Cass. com., 11 mai 2022, n° 19-16.749
COUR DE CASSATION
Arrêt
Rejet
PARTIES
Demandeur :
Plaisir Selection Feinkosthandel GmbH & Co KG (Sté)
Défendeur :
Organisation intra-groupe des achats (SNC)
COMPOSITION DE LA JURIDICTION
Président :
Mme Darbois
Rapporteur :
Mme Michel-Amsellem
Avocat général :
M. Debacq
Avocats :
SCP Yves et Blaise Capron, SCP Piwnica et Molinié
Faits et procédure
1. Selon l'arrêt attaqué (Paris, 23 janvier 2019), le 23 juin 2005, la société Plaisir Selection Feinkosthandel GmbH & Co KG (la société Plaisir), société spécialisée dans la commercialisation et l'exportation de vins, spiritueux et produits alimentaires, a acquis la totalité des actions de la société Auchan Japan, filiale du groupe Auchan.
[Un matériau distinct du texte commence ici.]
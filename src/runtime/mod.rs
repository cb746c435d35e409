pub mod allocation;
pub mod worker;
pub mod worker_registry;

pub use allocation::{run_allocation_loop, run_allocation_pass, AllocationPass};
pub use worker::{handle_tick, run_instrument_worker, WorkerShared};
pub use worker_registry::{DispatchOutcome, WorkerRegistry};
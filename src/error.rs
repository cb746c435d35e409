use thiserror::Error;

#[derive(Error, Debug)]
pub enum AppError {
    #[error("config error: {0}")]
    Config(String),

    #[error("invalid instrument {symbol}: {reason}")]
    InvalidInstrument { symbol: String, reason: String },

    #[error("model error: {0}")]
    Model(String),

    #[error("history error ({symbol}): {msg}")]
    History { symbol: String, msg: String },

    #[error("order error: {0}")]
    Order(String),

    #[error("allocation cap exceeded: notional {notional:.2} > max {max:.2}")]
    AllocationCap { notional: f64, max: f64 },

    #[error("JSON parse error: {0}")]
    Json(#[from] serde_json::Error),

    #[error("CSV error: {0}")]
    Csv(#[from] csv::Error),

    #[error("IO error: {0}")]
    Io(#[from] std::io::Error),

    #[error("background task failed: {0}")]
    Task(#[from] tokio::task::JoinError),
}

impl AppError {
    pub fn invalid_instrument(symbol: &str, reason: impl Into<String>) -> Self {
        Self::InvalidInstrument {
            symbol: symbol.to_string(),
            reason: reason.into(),
        }
    }
}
À cette occasion, la dénomination de la société Auchan Japan a été modifiée et elle est devenue la société Plaisir Selection Japan. Concomitamment, le 1er juillet 2005, la société Plaisir Selection Japan et la société Organisation intra-groupe des achats (la société OIA), filiale du groupe Auchan, ont conclu un accord commercial ayant pour objet la distribution, par la première, de produits achetés, par la seconde, en vue de leur revente au Japon. Ce contrat a été conclu pour une durée déterminée de trois ans expirant le 1er août 2008.
2. A cette même date, les sociétés Plaisir et OIA ont conclu un contrat portant sur l'achat de produits européens par la société Plaisir auprès de la société OIA en vue de leur revente sur le territoire asiatique par l'intermédiaire de la société Plaisir Selection Japan. Ce contrat, conclu pour une durée déterminée de deux ans expirant le 31 juillet 2010, était renouvelable à son terme par un accord écrit établi entre les parties, lesquelles devaient se rencontrer six mois avant la fin du contrat afin de négocier les conditions du renouvellement.
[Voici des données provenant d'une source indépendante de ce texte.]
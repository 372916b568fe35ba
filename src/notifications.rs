//! Transient, fire-and-forget notifications emitted on workflow transitions.

use serde::{Deserialize, Serialize};
use std::sync::Mutex;
use tokio::sync::mpsc;
use tracing::{debug, info, warn};

#[derive(Debug, Clone, Copy, PartialEq, Eq, Serialize, Deserialize)]
#[serde(rename_all = "lowercase")]
pub enum NotificationKind {
    Info,
    Success,
    Destructive,
}

#[derive(Debug, Clone, PartialEq, Eq, Serialize, Deserialize)]
pub struct Notification {
    pub title: String,
    pub description: Option<String>,
    pub kind: NotificationKind,
}

impl Notification {
    pub fn info(title: impl Into<String>) -> Self {
        Self {
            title: title.into(),
            description: None,
            kind: NotificationKind::Info,
        }
    }

    pub fn success(title: impl Into<String>, description: impl Into<String>) -> Self {
        Self {
            title: title.into(),
            description: Some(description.into()),
            kind: NotificationKind::Success,
        }
    }

    pub fn destructive(title: impl Into<String>, description: impl Into<String>) -> Self {
        Self {
            title: title.into(),
            description: Some(description.into()),
            kind: NotificationKind::Destructive,
        }
    }

    pub fn retrieval_started() -> Self {
        Self::info("Retrieving CAQH and NPI data...")
    }

    pub fn retrieval_succeeded() -> Self {
        Self::success("Success!", "CAQH and NPI data retrieved successfully")
    }

    pub fn validation_started() -> Self {
        Self::info("Validating data...")
    }

    pub fn validation_succeeded() -> Self {
        Self::success(
            "Validation Successful!",
            "Data validated successfully! Ready for credentialing workflow.",
        )
    }

    pub fn validation_failed() -> Self {
        Self::destructive(
            "Validation Failed",
            "Data mismatch detected. Manual review required.",
        )
    }

    pub fn workflow_created() -> Self {
        Self::success(
            "Credentialing Workflow Created!",
            "Your credentialing workflow is ready to be triggered.",
        )
    }
}

/// Display collaborator for notifications. Delivery is best effort.
pub trait Notifier: Send + Sync {
    fn notify(&self, notification: Notification);
}

/// Writes notifications to the log.
#[derive(Debug, Default, Clone, Copy)]
pub struct TracingNotifier;

impl Notifier for TracingNotifier {
    fn notify(&self, notification: Notification) {
        match notification.kind {
            NotificationKind::Destructive => warn!(
                title = %notification.title,
                description = ?notification.description,
                "Notification"
            ),
            _ => info!(
                title = %notification.title,
                description = ?notification.description,
                "Notification"
            ),
        }
    }
}

/// Forwards notifications into an unbounded channel for a front end to drain.
#[derive(Debug, Clone)]
pub struct ChannelNotifier {
    sender: mpsc::UnboundedSender<Notification>,
}

impl ChannelNotifier {
    pub fn new() -> (Self, mpsc::UnboundedReceiver<Notification>) {
        let (sender, receiver) = mpsc::unbounded_channel();
        (Self { sender }, receiver)
    }
}

impl Notifier for ChannelNotifier {
    fn notify(&self, notification: Notification) {
        if self.sender.send(notification).is_err() {
            debug!("Notification receiver dropped");
        }
    }
}

/// Keeps every notification in memory, in order.
#[derive(Debug, Default)]
pub struct RecordingNotifier {
    seen: Mutex<Vec<Notification>>,
}

impl RecordingNotifier {
    pub fn new() -> Self {
        Self::default()
    }

    pub fn notifications(&self) -> Vec<Notification> {
        match self.seen.lock() {
            Ok(seen) => seen.clone(),
            Err(poisoned) => poisoned.into_inner().clone(),
        }
    }

    pub fn titles(&self) -> Vec<String> {
        self.notifications().into_iter().map(|n| n.title).collect()
    }
}

impl Notifier for RecordingNotifier {
    fn notify(&self, notification: Notification) {
        match self.seen.lock() {
            Ok(mut seen) => seen.push(notification),
            Err(poisoned) => poisoned.into_inner().push(notification),
        }
    }
}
3. Par lettre du 25 janvier 2010, la société OIA a confirmé à la société Plaisir que le contrat du 1er août 2008 arrivait à son terme le 31 juillet 2010 et lui a fait part de son intention d'en revoir les conditions. Les négociations n'ont pas abouti et, faute d'accord, le contrat n'a pas été renouvelé. La société Plaisir a, dans ces circonstances, assigné la société OIA en indemnisation de ses préjudices résultant, notamment, d'une part, de ce qu'elle lui aurait, sous la menace d'une rupture brutale de leurs relations commerciales, imposé des conditions manifestement abusives et constitutives d'un déséquilibre significatif dans les droits et obligations des parties, d'autre part, de la rupture brutale des relations commerciales établies.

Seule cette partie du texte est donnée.